### TASK DESCRIPTION
Select the lines below containing the word "offset".

[RECORDS PROVIDED]

use serde::Serialize;

use crate::errors::ChunkOverflow;

/// How far back (in chars) the character splitter searches for a whitespace
/// boundary before giving up and cutting exactly at the size limit.
pub const WHITESPACE_LOOKBACK: usize = 120;

/// A bounded piece of one document, tagged with its position and the
/// Markdown header context it was found under.
#[derive(Debug, Clone, Serialize)]
pub struct Chunk {
    pub index: usize,
    pub text: String,
    pub header_path: Vec<String>,
    pub char_count: usize,
    pub word_count: usize,
    pub source: String,
}

impl Chunk {
    /// Metadata dictionary stored alongside the chunk text.
    pub fn metadata(&self) -> serde_json::Value {
        serde_json::json!({
            "headers": self.header_path.join("; "),
            "chunk_index": self.index,
            "char_count": self.char_count,
            "word_count": self.word_count,
            "source": self.source,
        })
    }
}

/// Splits `text` into chunks of at most `max_size` characters.
///
/// Level-1 headers are split on unconditionally; `##` and `###` splits and
/// finally character-count splits are applied only to pieces still over the
/// limit. A header line consumed at a split point moves into the chunk's
/// header path and out of its body.
pub fn chunk_markdown(
    text: &str,
    source: &str,
    max_size: usize,
) -> Result<Vec<Chunk>, ChunkOverflow> {
    assert!(max_size > 0, "max_size must be positive");

    let mut pieces: Vec<(String, Vec<String>)> = Vec::new();
    let mut path: Vec<String> = Vec::new();

    let (preamble, sections) = split_at_headers(text, 1);
    fit_or_descend(&preamble, 2, max_size, &mut path, &mut pieces);
    for (header, body) in sections {
        path.push(header);
        fit_or_descend(&body, 2, max_size, &mut path, &mut pieces);
        path.pop();
    }

    let mut chunks = Vec::with_capacity(pieces.len());
    for (index, (body, header_path)) in pieces.into_iter().enumerate() {
        let char_count = body.chars().count();
        if char_count > max_size {
            return Err(ChunkOverflow {
                source_url: source.to_owned(),
                index,
                char_count,
                max_size,
            });
        }
        chunks.push(Chunk {
            index,
            word_count: body.split_whitespace().count(),
            char_count,
            text: body,
            header_path,
            source: source.to_owned(),
        });
    }

    Ok(chunks)
}

/// Emits `text` as a single piece when it fits, otherwise splits at headers
/// of `level` (then deeper levels, then by characters).
fn fit_or_descend(
    text: &str,
    level: usize,
    max_size: usize,
    path: &mut Vec<String>,
    out: &mut Vec<(String, Vec<String>)>,
) {
    let trimmed = text.trim();
    if trimmed.is_empty() {
        return;
    }
    if trimmed.chars().count() <= max_size {
        out.push((trimmed.to_owned(), path.clone()));
        return;
    }
    if level > 3 {
        split_by_chars(trimmed, max_size, path, out);
        return;
    }

    let (preamble, sections) = split_at_headers(text, level);
    if sections.is_empty() {
        fit_or_descend(text, level + 1, max_size, path, out);
        return;
    }

    fit_or_descend(&preamble, level + 1, max_size, path, out);
    for (header, body) in sections {
        path.push(header);
        fit_or_descend(&body, level + 1, max_size, path, out);
        path.pop();
    }
}

/// Splits `text` at lines that are exactly `level`-deep ATX headers.
///
/// Returns the text before the first such header and, per header, its title
/// with the body that follows it (up to the next same-level header).
fn split_at_headers(text: &str, level: usize) -> (String, Vec<(String, String)>) {
    let mut header_starts: Vec<usize> = Vec::new();
    let mut offset = 0usize;
    for line in text.split_inclusive('\n') {
        if header_title(line, level).is_some() {
            header_starts.push(offset);
        }
        offset += line.len();
    }

    let Some(&first) = header_starts.first() else {
        return (text.to_owned(), Vec::new());
    };

    let preamble = text[..first].to_owned();
    let mut sections = Vec::with_capacity(header_starts.len());
    for (i, &start) in header_starts.iter().enumerate() {
        let end = header_starts.get(i + 1).copied().unwrap_or(text.len());
        let segment = &text[start..end];
        let (header_line, body) = match segment.find('\n') {
            Some(nl) => (&segment[..nl], &segment[nl + 1..]),
            None => (segment, ""),
        };
        let title = header_title(header_line, level)
            .unwrap_or_default()
            .to_owned();
        sections.push((title, body.to_owned()));
    }

    (preamble, sections)
}

/// Returns the title of `line` when it is an ATX header of exactly `level`.
fn header_title(line: &str, level: usize) -> Option<&str> {
    let mut rest = line;
    for _ in 0..level {
        rest = rest.strip_prefix('#')?;
    }
    if rest.starts_with('#') {
        return None;
    }
    let title = rest.strip_prefix(' ')?.trim();
    if title.is_empty() { None } else { Some(title) }
}

/// Cuts `text` into contiguous slices of at most `max_size` chars, preferring
/// the nearest whitespace within [`WHITESPACE_LOOKBACK`] of the limit.
fn split_by_chars(
    text: &str,
    max_size: usize,
    path: &[String],
    out: &mut Vec<(String, Vec<String>)>,
) {
    let chars: Vec<char> = text.chars().collect();
    let mut start = 0usize;

    while start < chars.len() {
        if chars.len() - start <= max_size {
            push_piece(&chars[start..], path, out);
            break;
        }

        let hard = start + max_size;
        let floor = hard.saturating_sub(WHITESPACE_LOOKBACK).max(start + 1);
        let cut = (floor..=hard).rev().find(|&i| chars[i].is_whitespace());
        match cut {
            Some(i) => {
                push_piece(&chars[start..i], path, out);
                start = i + 1;
            }
            None => {
                push_piece(&chars[start..hard], path, out);
                start = hard;
            }
        }
    }
}

fn push_piece(chars: &[char], path: &[String], out: &mut Vec<(String, Vec<String>)>) {
    let piece: String = chars.iter().collect();
    let piece = piece.trim();
    if !piece.is_empty() {
        out.push((piece.to_owned(), path.to_vec()));
    }
}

[/RECORDS PROVIDED]

### SOLVED PROBLEM
    let mut offset = 0usize;
            header_starts.push(offset);
        offset += line.len();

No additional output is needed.